There’s a long SFF tradition of using legends, fairy tales, and mythology as frameworks for newly imagined worlds. By spinning familiar stories in fresh ways, authors can explore the contemporary resonance of these tales, and the ways in which society builds up, and break down, its heroes.

April Genevieve Tucholke’s Seven Endless Forests (FSG, Mar. 2020, ages 14–up), a gender-bent retelling of The Sword in the Stone, follows 2018’s The Boneless Mercies, which PW’s starred review described as an “evocative fantasy loosely inspired by Beowulf.” “Her books tend to concern themselves with power,” says Grace Kendall, senior editor at FSG Books for Young Readers. “Who has it, who doesn’t, how do you get it, and why?” The recasting of the hero as a heroine underscores the invisibility of women in the English heroic tradition, Kendall says. “I’m interested in how women would retell that story, and why those stories were written the way they were in the first place.”

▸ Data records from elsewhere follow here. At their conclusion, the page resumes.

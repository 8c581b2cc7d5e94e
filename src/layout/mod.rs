use eframe::egui::{Pos2, Rect, Vec2};

use crate::graph::ModelGraph;
use crate::rdf::NodeId;

mod circle;
mod expandable;
mod isom;
mod lattice;

pub use circle::CircleLayout;
pub use expandable::{ExpandableLayout, SizeState};
pub use isom::IsomLayout;
pub use lattice::LatticeLayout;

/// Assigns a position to every vertex of a graph inside a bounding size.
pub trait Layout {
    fn graph(&self) -> &ModelGraph;

    /// Recomputes every position. Does nothing while the size is unset.
    fn initialize(&mut self);

    fn reset(&mut self) {
        self.initialize();
    }

    fn size(&self) -> Option<Vec2>;

    /// Stores the size and re-runs [`Layout::initialize`].
    fn set_size(&mut self, size: Vec2);

    fn position(&self, vertex: NodeId) -> Option<Pos2>;

    fn set_position(&mut self, vertex: NodeId, position: Pos2);

    /// Advances an iterative layout; returns `true` while positions still change.
    fn step(&mut self) -> bool {
        false
    }

    fn is_done(&self) -> bool {
        true
    }
}

#[derive(Clone, Copy, Debug, PartialEq, Eq)]
pub enum LayoutKind {
    Isom,
    Circle,
    Lattice,
}

impl LayoutKind {
    pub const ALL: [Self; 3] = [Self::Isom, Self::Circle, Self::Lattice];

    pub fn label(self) -> &'static str {
        match self {
            Self::Isom => "Graph",
            Self::Circle => "Circular",
            Self::Lattice => "Lattice",
        }
    }

    pub fn build(self, graph: ModelGraph, seed: u64) -> Box<dyn Layout> {
        match self {
            Self::Isom => Box::new(IsomLayout::new(graph, seed)),
            Self::Circle => Box::new(CircleLayout::new(graph)),
            Self::Lattice => Box::new(LatticeLayout::new(graph)),
        }
    }
}

/// Position table shared by every layout implementation, indexed by vertex id.
#[derive(Clone, Debug, Default)]
pub struct Positions {
    points: Vec<Option<Pos2>>,
}

impl Positions {
    pub fn with_capacity(vertex_count: usize) -> Self {
        Self {
            points: vec![None; vertex_count],
        }
    }

    pub fn get(&self, vertex: NodeId) -> Option<Pos2> {
        self.points.get(vertex.index()).copied().flatten()
    }

    pub fn set(&mut self, vertex: NodeId, position: Pos2) {
        let index = vertex.index();
        if index >= self.points.len() {
            self.points.resize(index + 1, None);
        }
        self.points[index] = Some(position);
    }

    pub fn len(&self) -> usize {
        self.points.iter().flatten().count()
    }

    pub fn bounds(&self) -> Option<Rect> {
        self.points
            .iter()
            .flatten()
            .fold(None, |bounds: Option<Rect>, point| {
                Some(match bounds {
                    Some(rect) => rect.union(Rect::from_min_max(*point, *point)),
                    None => Rect::from_min_max(*point, *point),
                })
            })
    }
}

With Red Hood (HC/Balzer + Bray, Feb. 2020, ages 14–up), National Book Award finalist Elana K. Arnold offers commentary on #MeToo via a fairy tale. “When the girl wanders off the path and gets assaulted, who do we believe? Whose side do we hear?” asks Jordan Brown, executive editor at Walden Pond Press and Balzer + Bray. “The author shakes up how very normal this story feels to us. Rape culture and male toxicity are baked into so many aspects of life, at school, at home, in the media.”

Other titles focus on humanity’s capacity for self-destruction and its precarious place in the world. In Danny Tobey’s The God Game (St. Martin’s, Jan. 2020), a group of teens are drawn into a video game run by a powerful AI that believes itself to be a deity. The teens soon discover that they’re trapped; quitting the game would kill them in real life, and their autonomy is as illusory as that of people under the sway of Mt. Olympus. “This reflects how we deal with social media,” says Sara Goodman, editorial director at Wednesday Books. “We’re being pulled into this thing that’s so much bigger than us, convinced we’re making our own choices.”

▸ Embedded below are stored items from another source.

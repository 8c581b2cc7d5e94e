//! Snail Navigator: browse an RDF model as a directed graph.
//!
//! The desktop shell lives in [`app`]; the remaining modules hold the
//! statement store, the read-only graph view, layouts, picking and the tree
//! and distance models it drives.

pub mod app;
pub mod distance;
pub mod error;
pub mod graph;
pub mod layout;
pub mod picking;
pub mod prefs;
pub mod rdf;
pub mod session;
pub mod tree;
pub mod util;
pub mod viewer;

pub use app::SnailNavigatorApp;
pub use error::GraphError;
pub use graph::ModelGraph;
pub use session::{LoadedModel, Session};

In Jennifer Givhan’s Trinity Sight (Blackstone, Oct.), an anthropologist, pregnant with twins, fights for survival in a dreamlike wasteland that once was New Mexico. Givhan, a debut novelist and author of several poetry collections, draws on Zuni and Puebloan oral traditions to illustrate the protagonist’s struggle to reconcile her modern life and ambitions with her connection to her ancestors.

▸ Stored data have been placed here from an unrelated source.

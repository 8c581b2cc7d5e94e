use thiserror::Error;

#[derive(Clone, Debug, Error, PartialEq, Eq)]
pub enum GraphError {
    #[error("unsupported operation: {0}")]
    UnsupportedOperation(&'static str),
    #[error("invalid argument: {0}")]
    InvalidArgument(String),
}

World War Z author Max Brooks trades zombies for Bigfoot in Devolution (Del Rey, May 2020), set after the disastrous eruption of Mt. Rainier. The book is “preoccupied with the ways in which the systems we rely on are fragile in ways we don’t want to think about,” says Julian Pavia, executive editor at Ballantine Bantam Dell, “and how easily civilizations can crumble.”